#### Task prompt
Would you restate the entries below word for word, starting at the first line and ending with the one that has "systemd unit-file rendering."?

#### Raw data
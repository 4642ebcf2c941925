// Shared service model: the backend trait, config, errors and the pieces
// every platform backend is assembled from.

pub mod bridge;
pub mod config;
pub mod descriptor;
pub mod error;
pub mod invoke;
pub mod service;

#[cfg(unix)]
pub mod signals;

pub use config::Config;
pub use error::{CallbackPhase, Result, ServiceError};
pub use service::{Callbacks, Program, Service};
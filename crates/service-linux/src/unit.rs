//! systemd unit-file rendering.

use service_platform::config::path_str;
use service_platform::{Config, Result, ServiceError};

/// Quote one `ExecStart=` word. Backslash, quote and control characters are
/// C-escaped; `%` and `$` are doubled so systemd does not expand them.
pub fn quote_exec_arg(arg: &str) -> String {
    let mut out = String::with_capacity(arg.len() + 2);
    out.push('"');
    for c in arg.chars() {
        match c {
            '\\' => out.push_str("\\\\"),
            '"' => out.push_str("\\\""),
            '\n' => out.push_str("\\n"),
            '\r' => out.push_str("\\r"),
            '\t' => out.push_str("\\t"),
            '%' => out.push_str("%%"),
            '$' => out.push_str("$$"),
            c if c.is_ascii_control() => out.push_str(&format!("\\x{:02x}", c as u32)),
            c => out.push(c),
        }
    }
    out.push('"');
    out
}

/// Escape a single-line setting value (`Description=`, paths).
pub fn escape_value(value: &str) -> String {
    value.replace('%', "%%")
}

fn check_value(name: &str, field: &str, value: &str) -> Result<()> {
    if value.contains('\0') {
        return Err(ServiceError::render(name, format!("{} contains NUL", field)));
    }
    if value.contains('\n') || value.contains('\r') {
        return Err(ServiceError::render(name, format!("{} must be a single line", field)));
    }
    // systemd reads a trailing backslash as a line continuation
    if value.ends_with('\\') {
        return Err(ServiceError::render(
            name,
            format!("{} must not end with a backslash", field),
        ));
    }
    Ok(())
}

/// Render the unit for `config`. Identical configs give identical bytes.
pub fn render(config: &Config) -> Result<String> {
    let name = config.name.as_str();
    let program = path_str(name, &config.program)?;
    check_value(name, "program", program)?;
    check_value(name, "description", config.description())?;

    let mut exec_start = quote_exec_arg(program);
    for (i, arg) in config.arguments.iter().enumerate() {
        if arg.contains('\0') {
            return Err(ServiceError::render(name, format!("argument {} contains NUL", i)));
        }
        exec_start.push(' ');
        exec_start.push_str(&quote_exec_arg(arg));
    }

    let working_dir = match &config.working_directory {
        Some(dir) => {
            let dir = path_str(name, dir)?;
            check_value(name, "working directory", dir)?;
            format!("WorkingDirectory={}\n", escape_value(dir))
        }
        None => String::new(),
    };

    let wanted_by = if config.privileged {
        "multi-user.target"
    } else {
        "default.target"
    };

    Ok(format!(
        r#"[Unit]
Description={description}
ConditionFileIsExecutable={program}

[Service]
ExecStart={exec_start}
{working_dir}Restart=on-failure
RestartSec=5

[Install]
WantedBy={wanted_by}
"#,
        description = escape_value(config.description()),
        program = escape_value(program),
        exec_start = exec_start,
        working_dir = working_dir,
        wanted_by = wanted_by,
    ))
}
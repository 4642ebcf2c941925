use std::path::PathBuf;

use anyhow::{Context, Result};
use clap::{Parser, Subcommand};
use tracing::info;

use service_core::{Config, Service};

mod demo;

#[derive(Parser, Debug)]
#[command(name = "nativesvc")]
#[command(about = "Register, control and host a program as a native OS service")]
#[command(version)]
struct Cli {
    /// Path to a JSON service config
    #[arg(long, env = "NATIVESVC_CONFIG", global = true)]
    config: Option<PathBuf>,

    /// Service name (overrides the config file)
    #[arg(long, env = "NATIVESVC_NAME", global = true)]
    name: Option<String>,

    /// Program to register (default: this executable hosting the demo)
    #[arg(long, global = true)]
    program: Option<PathBuf>,

    /// Argument passed to the program at service start (repeatable)
    #[arg(long = "arg", global = true, allow_hyphen_values = true)]
    args: Vec<String>,

    /// Working directory for the program
    #[arg(long, global = true)]
    working_directory: Option<PathBuf>,

    /// Register for the current user instead of system-wide
    #[arg(long, global = true)]
    user: bool,

    /// Log level (trace, debug, info, warn, error)
    #[arg(long, default_value = "info", env = "NATIVESVC_LOG_LEVEL", global = true)]
    log_level: String,

    #[command(subcommand)]
    command: Commands,
}

#[derive(Subcommand, Debug, Clone, Copy, PartialEq, Eq)]
enum Commands {
    /// Create or update the service registration
    Install,
    /// Report whether install would change anything
    Check,
    /// Remove the service registration
    Uninstall,
    /// Start the installed service
    Start,
    /// Stop the installed service
    Stop,
    /// Stop, then start the installed service
    Restart,
    /// Run as the managed service, hosting the heartbeat demo
    Run,
    /// Print the service manager this build drives
    Platform,
}

fn main() -> Result<()> {
    let cli = Cli::parse();

    let env_filter = tracing_subscriber::EnvFilter::try_from_default_env()
        .unwrap_or_else(|_| tracing_subscriber::EnvFilter::new(&cli.log_level));

    tracing_subscriber::fmt()
        .with_env_filter(env_filter)
        .with_target(false)
        .init();

    if cli.command == Commands::Platform {
        println!("{}", service_core::platform());
        return Ok(());
    }

    let config = build_config(&cli)?;
    info!(
        "nativesvc v{} {:?} {} ({})",
        env!("CARGO_PKG_VERSION"),
        cli.command,
        config.name,
        service_core::platform(),
    );

    let service = service_core::new(config).context("failed to set up service")?;
    dispatch(cli.command, service.as_ref())
}

fn dispatch(command: Commands, service: &dyn Service) -> Result<()> {
    match command {
        Commands::Install => {
            if service.install_or_update()? {
                info!("service {} installed or updated", service.name());
            } else {
                info!("service {} already up to date", service.name());
            }
        }
        Commands::Check => {
            let required = service.install_or_update_required()?;
            println!("{}", if required { "install required" } else { "up to date" });
        }
        Commands::Uninstall => service.uninstall()?,
        Commands::Start => service.start()?,
        Commands::Stop => service.stop()?,
        Commands::Restart => service.restart()?,
        Commands::Run => {
            let program = demo::Heartbeat::new(service.name());
            service
                .run(Box::new(program))
                .with_context(|| format!("service {} exited with an error", service.name()))?;
        }
        Commands::Platform => println!("{}", service_core::platform()),
    }
    Ok(())
}

/// Config file first, then command-line overrides. Without an explicit
/// program the service re-runs this executable in `run` mode.
fn build_config(cli: &Cli) -> Result<Config> {
    let mut config = match &cli.config {
        Some(path) => {
            info!("loading config from {}", path.display());
            Config::load(path)?
        }
        None => Config::default(),
    };

    if let Some(name) = &cli.name {
        config.name = name.clone();
    }
    if let Some(program) = &cli.program {
        config.program = program.clone();
    }
    if !cli.args.is_empty() {
        config.arguments = cli.args.clone();
    }
    if let Some(dir) = &cli.working_directory {
        config.working_directory = Some(dir.clone());
    }
    if cli.user {
        config.privileged = false;
    }

    if config.name.is_empty() {
        anyhow::bail!("service name is required (--name or config file)");
    }

    if config.program.as_os_str().is_empty() && config.arguments.is_empty() {
        config.arguments = vec!["run".to_string(), "--name".to_string(), config.name.clone()];
        if !config.privileged {
            config.arguments.push("--user".to_string());
        }
    }
    Ok(config)
}
use std::fmt;
use std::path::{Path, PathBuf};

use thiserror::Error;

pub type Result<T> = std::result::Result<T, ServiceError>;

/// Which hosted-program callback produced a [`ServiceError::Callback`].
#[derive(Debug, Clone, Copy, PartialEq, Eq)]
pub enum CallbackPhase {
    Start,
    Stop,
}

impl CallbackPhase {
    /// Exit code reported to the service manager when this callback fails.
    pub fn exit_code(self) -> u32 {
        match self {
            CallbackPhase::Start => 1,
            CallbackPhase::Stop => 2,
        }
    }
}

impl fmt::Display for CallbackPhase {
    fn fmt(&self, f: &mut fmt::Formatter<'_>) -> fmt::Result {
        match self {
            CallbackPhase::Start => f.write_str("start"),
            CallbackPhase::Stop => f.write_str("stop"),
        }
    }
}

#[derive(Debug, Error)]
pub enum ServiceError {
    #[error("invalid service config: {0}")]
    Config(String),

    #[error("failed to render descriptor for {target}: {reason}")]
    Render { target: String, reason: String },

    #[error("{op} failed for {}: {source}", path.display())]
    Reconcile {
        op: &'static str,
        path: PathBuf,
        #[source]
        source: Box<dyn std::error::Error + Send + Sync>,
    },

    #[error("`{command}` failed: {detail}")]
    Invocation { command: String, detail: String },

    #[error("service {phase} callback failed: {source:#}")]
    Callback {
        phase: CallbackPhase,
        #[source]
        source: anyhow::Error,
    },

    #[error("service {name} is not installed")]
    NotInstalled { name: String },

    #[error("service management is not supported on {0}")]
    Unsupported(&'static str),
}

impl ServiceError {
    pub fn config(msg: impl Into<String>) -> Self {
        ServiceError::Config(msg.into())
    }

    pub fn render(target: impl fmt::Display, reason: impl fmt::Display) -> Self {
        ServiceError::Render {
            target: target.to_string(),
            reason: reason.to_string(),
        }
    }

    pub fn reconcile<E>(op: &'static str, path: &Path, source: E) -> Self
    where
        E: Into<Box<dyn std::error::Error + Send + Sync>>,
    {
        ServiceError::Reconcile {
            op,
            path: path.to_path_buf(),
            source: source.into(),
        }
    }

    pub fn invocation(command: impl Into<String>, detail: impl fmt::Display) -> Self {
        ServiceError::Invocation {
            command: command.into(),
            detail: detail.to_string(),
        }
    }

    pub fn callback(phase: CallbackPhase, source: anyhow::Error) -> Self {
        ServiceError::Callback { phase, source }
    }

    pub fn not_installed(name: impl Into<String>) -> Self {
        ServiceError::NotInstalled { name: name.into() }
    }

    pub fn is_not_installed(&self) -> bool {
        matches!(self, ServiceError::NotInstalled { .. })
    }

    /// The failed callback, if this error came from the hosted program.
    pub fn callback_phase(&self) -> Option<CallbackPhase> {
        match self {
            ServiceError::Callback { phase, .. } => Some(*phase),
            _ => None,
        }
    }
}
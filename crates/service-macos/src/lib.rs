// macOS launchd backend

pub mod plist;

// Only launchd uses this backend, but it builds on every Unix so the
// reconciliation paths can be exercised anywhere.
#[cfg(unix)]
pub mod launchd;
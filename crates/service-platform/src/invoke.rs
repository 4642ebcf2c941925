//! Privilege escalation for service-manager commands.

use std::path::Path;
use std::process::ExitStatus;
#[cfg(unix)]
use std::process::Command;

#[cfg(unix)]
use tracing::debug;

use crate::error::Result;
#[cfg(unix)]
use crate::error::ServiceError;

pub trait Invoker: Send + Sync {
    /// Run `program args..` with the escalation the service needs. A non-zero
    /// exit is an `Invocation` error carrying the command's stderr.
    fn run_privileged(&self, program: &str, args: &[&str]) -> Result<ExitStatus>;

    /// Hand a finished descriptor over to the root identity.
    fn chown_root(&self, path: &Path) -> std::io::Result<()>;
}

/// Runs commands directly, as root, or through `sudo`.
#[cfg(unix)]
pub struct SystemInvoker {
    privileged: bool,
}

#[cfg(unix)]
impl SystemInvoker {
    pub fn new(privileged: bool) -> Self {
        Self { privileged }
    }

    fn command(&self, program: &str, args: &[&str]) -> Command {
        use std::os::unix::process::CommandExt;

        if !self.privileged {
            let mut cmd = Command::new(program);
            cmd.args(args);
            return cmd;
        }

        if nix::unistd::Uid::effective().is_root() {
            let mut cmd = Command::new(program);
            cmd.args(args).uid(0).gid(0);
            cmd
        } else {
            let mut cmd = Command::new("sudo");
            cmd.arg(program).args(args);
            cmd
        }
    }
}

#[cfg(unix)]
impl Invoker for SystemInvoker {
    fn run_privileged(&self, program: &str, args: &[&str]) -> Result<ExitStatus> {
        let command_line = std::iter::once(program)
            .chain(args.iter().copied())
            .collect::<Vec<_>>()
            .join(" ");
        debug!("running {}", command_line);

        let output = self
            .command(program, args)
            .output()
            .map_err(|e| ServiceError::invocation(&command_line, e))?;

        if !output.status.success() {
            let stderr = String::from_utf8_lossy(&output.stderr);
            let detail = match output.status.code() {
                Some(code) => format!("exit code {}: {}", code, stderr.trim()),
                None => format!("terminated by signal: {}", stderr.trim()),
            };
            return Err(ServiceError::invocation(command_line, detail));
        }

        Ok(output.status)
    }

    fn chown_root(&self, path: &Path) -> std::io::Result<()> {
        use nix::unistd::{chown, Gid, Uid};

        if !self.privileged {
            return Ok(());
        }
        chown(path, Some(Uid::from_raw(0)), Some(Gid::from_raw(0)))?;
        Ok(())
    }
}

#### Result for this exercise
repository 4642ebcf2c941925
// Shared service model: the backend trait, config, errors and the pieces
// every platform backend is assembled from.

pub mod bridge;
pub mod config;
pub mod descriptor;
pub mod error;
pub mod invoke;
pub mod service;

#[cfg(unix)]
pub mod signals;

pub use config::Config;
pub use error::{CallbackPhase, Result, ServiceError};
pub use service::{Callbacks, Program, Service};
filename crates/service-linux/src/unit.rs
//! systemd unit-file rendering.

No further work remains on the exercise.